Stored data:
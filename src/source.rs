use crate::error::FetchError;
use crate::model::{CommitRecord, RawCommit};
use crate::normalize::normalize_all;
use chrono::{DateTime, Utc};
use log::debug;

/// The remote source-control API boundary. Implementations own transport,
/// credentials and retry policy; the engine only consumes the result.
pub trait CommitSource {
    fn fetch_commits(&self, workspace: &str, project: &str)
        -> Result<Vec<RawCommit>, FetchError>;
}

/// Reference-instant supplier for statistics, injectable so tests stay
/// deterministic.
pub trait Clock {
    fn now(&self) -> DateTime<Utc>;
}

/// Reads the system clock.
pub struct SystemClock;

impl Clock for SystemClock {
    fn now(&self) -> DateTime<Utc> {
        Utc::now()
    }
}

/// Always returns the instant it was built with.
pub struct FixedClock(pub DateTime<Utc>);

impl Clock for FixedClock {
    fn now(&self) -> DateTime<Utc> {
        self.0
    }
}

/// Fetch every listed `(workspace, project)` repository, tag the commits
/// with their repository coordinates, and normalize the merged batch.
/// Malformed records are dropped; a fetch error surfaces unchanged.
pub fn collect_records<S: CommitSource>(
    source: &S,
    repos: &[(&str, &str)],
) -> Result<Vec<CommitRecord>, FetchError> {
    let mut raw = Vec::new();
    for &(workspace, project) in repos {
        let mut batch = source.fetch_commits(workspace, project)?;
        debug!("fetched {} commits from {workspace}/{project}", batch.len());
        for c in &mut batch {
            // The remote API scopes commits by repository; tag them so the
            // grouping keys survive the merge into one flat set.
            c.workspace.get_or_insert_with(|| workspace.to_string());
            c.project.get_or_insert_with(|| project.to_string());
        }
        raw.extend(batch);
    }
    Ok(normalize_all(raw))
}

--

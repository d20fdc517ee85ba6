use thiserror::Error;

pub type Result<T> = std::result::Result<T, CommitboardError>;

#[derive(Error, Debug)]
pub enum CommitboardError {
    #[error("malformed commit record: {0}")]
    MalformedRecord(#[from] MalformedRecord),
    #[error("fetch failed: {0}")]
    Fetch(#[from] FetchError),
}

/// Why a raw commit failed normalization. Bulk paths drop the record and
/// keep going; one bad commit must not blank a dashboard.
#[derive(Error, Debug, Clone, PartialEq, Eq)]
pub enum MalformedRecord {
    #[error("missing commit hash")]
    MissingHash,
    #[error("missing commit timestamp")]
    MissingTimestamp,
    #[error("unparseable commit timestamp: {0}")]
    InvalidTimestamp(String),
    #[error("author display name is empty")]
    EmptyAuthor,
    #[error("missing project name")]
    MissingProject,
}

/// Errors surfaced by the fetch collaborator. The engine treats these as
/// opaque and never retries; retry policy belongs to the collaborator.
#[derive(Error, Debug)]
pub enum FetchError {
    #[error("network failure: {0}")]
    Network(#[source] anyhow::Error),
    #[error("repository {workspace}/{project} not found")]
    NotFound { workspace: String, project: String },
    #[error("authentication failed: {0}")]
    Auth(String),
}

• [Activity] Provide the number of lines in the records above containing the string "FixedClock", and write nothing more.

• [Task solution] 2